Associazione Nazionale Medici Cardiologi Ospedalieri

CONGRESS ABSTRACT

CONGRESS ABSTRACT

IMPELLA-PROTECTED, IVUS-GUIDED ORBITAL ATHERECTOMY IN HIGH-RISK PCI FOR HEAVILY CALCIFIED UNPROTECTED LEFT MAIN–LAD BIFURCATION DISEASE

Mastrangelo Antonio Bari (Ba) – Cardiologia Universitaria, Policlinico Di Bari | Barnaba Ivano Bari (Ba) – Cardiologia Universitaria, Policlinico Di Bari | Amodio Nicolò Bari (Ba) – Cardiologia Universitaria, Policlinico Di Bari | Falagario Alessio Bari (Ba) – Cardiologia Universitaria, Policlinico Di Bari | Ligurgo Luana Bari (Ba) – Cardiologia Universitaria, Policlinico Di Bari | D’Alessandro Pasquale Bari (Ba) – Cardiologia Universitaria, Policlinico Di Bari | Iacovelli Fortunato Bari (Ba) – Cardiologia Universitaria, Policlinico Di Bari | Cicccone Marco Matteo Bari (Ba) – Cardiologia Universitaria, Policlinico Di Bari

Background Calcified coronary lesions (CCL) represent a major challenge during percutaneous coronary intervention (PCI), particularly when involving the left main coronary artery (LMCA). Severe coronary calcification is associated with suboptimal stent expansion, malapposition, increased rates of restenosis, and a higher incidence of procedural complications. In this setting, the use of intravascular imaging and dedicated plaque-modifying strategies is often required to adequately prepare the lesion and optimize stent deployment. In patients with depressed left ventricular ejection fraction (LVEF) and complex coronary anatomy, high-risk PCI (HR-PCI), supported by percutaneous mechanical circulatory support (pMCS), may represent a viable alternative to coronary artery bypass grafting (CABG), particularly when surgical risk is deemed prohibitive. Case Summary We report the case of a 69-year-old man with multiple cardiovascular risk factors and chronic coronary syndrome, who was also an implantable cardioverter-defibrillator (ICD) carrier due to a prior history of ventricular arrhythmias. The patient presented with severe, heavily calcified, unprotected left main coronary artery (LMCA)–left anterior descending artery (LAD) bifurcation disease (Medina 1.1.0), in the setting of multivessel coronary artery disease and moderately reduced left ventricular ejection fraction (LVEF 40%).

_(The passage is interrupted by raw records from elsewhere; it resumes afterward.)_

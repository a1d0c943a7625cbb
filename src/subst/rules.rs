//! Compiled rules and the rule set built from a script
//!
//! A [Rule] pairs a [Scope] with a [Substitution]. A [RuleSet] keeps the
//! substitutions of each scope in declaration order; it is built once before
//! any input is read and never changes afterwards.

use crate::subst::error::{Result, SubstError};
use crate::subst::parsing::RuleParser;
use crate::subst::processor::Mode;
use regex::bytes::Regex;
use std::fmt;
use std::fs;
use std::path::Path;

/// Where a rule applies.
#[derive(Debug, Clone, Copy, PartialEq, Eq, Hash)]
pub enum Scope {
    /// Applied to each input line separately.
    Line,
    /// Applied once to the whole text.
    Text,
}

impl Scope {
    /// Script keyword introducing a rule of this scope.
    pub fn keyword(&self) -> &'static str {
        match self {
            Scope::Line => "line",
            Scope::Text => "text",
        }
    }

    pub fn from_keyword(word: &str) -> Option<Scope> {
        match word {
            "line" => Some(Scope::Line),
            "text" => Some(Scope::Text),
            _ => None,
        }
    }
}

impl fmt::Display for Scope {
    fn fmt(&self, f: &mut fmt::Formatter<'_>) -> fmt::Result {
        f.write_str(self.keyword())
    }
}

/// Replace every non-overlapping match of a pattern with a template.
///
/// The template uses the `regex` crate's replacement syntax: `$1`, `${1}`,
/// `$name` and `${name}` expand to capture groups, `$$` is a literal `$`.
///
/// Matching works on bytes, so input that is not valid UTF-8 passes through
/// untouched wherever the pattern does not match.
#[derive(Debug, Clone)]
pub struct Substitution {
    regex: Regex,
    template: String,
}

impl Substitution {
    pub fn new(regex: Regex, template: impl Into<String>) -> Self {
        Self {
            regex,
            template: template.into(),
        }
    }

    /// Compile `pattern` and pair it with `template`.
    pub fn compile(pattern: &str, template: &str) -> std::result::Result<Self, regex::Error> {
        Ok(Self::new(Regex::new(pattern)?, template))
    }

    pub fn pattern(&self) -> &str {
        self.regex.as_str()
    }

    pub fn template(&self) -> &str {
        &self.template
    }

    /// Apply the substitution to `input`.
    pub fn apply(&self, input: &[u8]) -> Vec<u8> {
        self.regex
            .replace_all(input, self.template.as_bytes())
            .into_owned()
    }
}

/// One parsed rule.
#[derive(Debug, Clone)]
pub struct Rule {
    pub scope: Scope,
    /// Script line of the scope keyword.
    pub line: usize,
    pub substitution: Substitution,
}

/// The substitutions of a script, split by scope, in declaration order.
#[derive(Debug, Clone, Default)]
pub struct RuleSet {
    line: Vec<Substitution>,
    text: Vec<Substitution>,
}

impl RuleSet {
    /// Partition `rules` by scope. An empty rule list is a configuration error.
    pub fn from_rules(rules: impl IntoIterator<Item = Rule>) -> Result<Self> {
        let mut set = RuleSet::default();
        for rule in rules {
            match rule.scope {
                Scope::Line => set.line.push(rule.substitution),
                Scope::Text => set.text.push(rule.substitution),
            }
        }

        if set.is_empty() {
            return Err(SubstError::EmptyRuleSet);
        }
        Ok(set)
    }

    /// Parse a script held in memory; `file` labels diagnostics.
    pub fn parse(file: &str, script: &str) -> Result<Self> {
        let rules = RuleParser::new(file, script).collect::<std::result::Result<Vec<_>, _>>()?;
        let set = Self::from_rules(rules)?;
        tracing::debug!(
            file,
            line_rules = set.line.len(),
            text_rules = set.text.len(),
            "loaded rule set"
        );
        Ok(set)
    }

    /// Read and parse a script file.
    pub fn load(path: impl AsRef<Path>) -> Result<Self> {
        let path = path.as_ref();
        let name = path.display().to_string();
        let script = fs::read_to_string(path).map_err(|e| SubstError::io(name.as_str(), e))?;
        Self::parse(&name, &script)
    }

    /// Substitutions applied to each line.
    pub fn line_rules(&self) -> &[Substitution] {
        &self.line
    }

    /// Substitutions applied to the whole text.
    pub fn text_rules(&self) -> &[Substitution] {
        &self.text
    }

    /// Total number of rules in both scopes.
    pub fn len(&self) -> usize {
        self.line.len() + self.text.len()
    }

    pub fn is_empty(&self) -> bool {
        self.len() == 0
    }

    /// How input has to be read for this rule set.
    pub fn mode(&self) -> Mode {
        if self.line.is_empty() {
            Mode::Block
        } else {
            Mode::Lines
        }
    }
}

After Heart Team evaluation, CABG was ruled out because of excessively high surgical risk, and the patient was therefore referred for PCI. He underwent Impella-protected, intravascular ultrasound (IVUS)-guided PCI with orbital atherectomy and drug-eluting stent (DES) implantation from the LMCA into the LAD, followed by DES implantation in the mid-LAD. Post-procedural IVUS confirmed optimal stent expansion and apposition. No major periprocedural complications occurred. A planned angiographic follow-up performed two months later confirmed sustained patency of the LMCA–LAD and mid-LAD stents. Conclusions Orbital atherectomy allowed effective calcium modification, while IVUS guidance ensured adequate lesion assessment and stent optimization. Prophylactic Impella support mitigated hemodynamic risk in a patient with impaired ventricular function undergoing PCI of heavily calcified unprotected LMCA bifurcation disease. This case highlights the importance of careful patient selection, meticulous procedural planning and multimodality approach when considering high-risk PCI.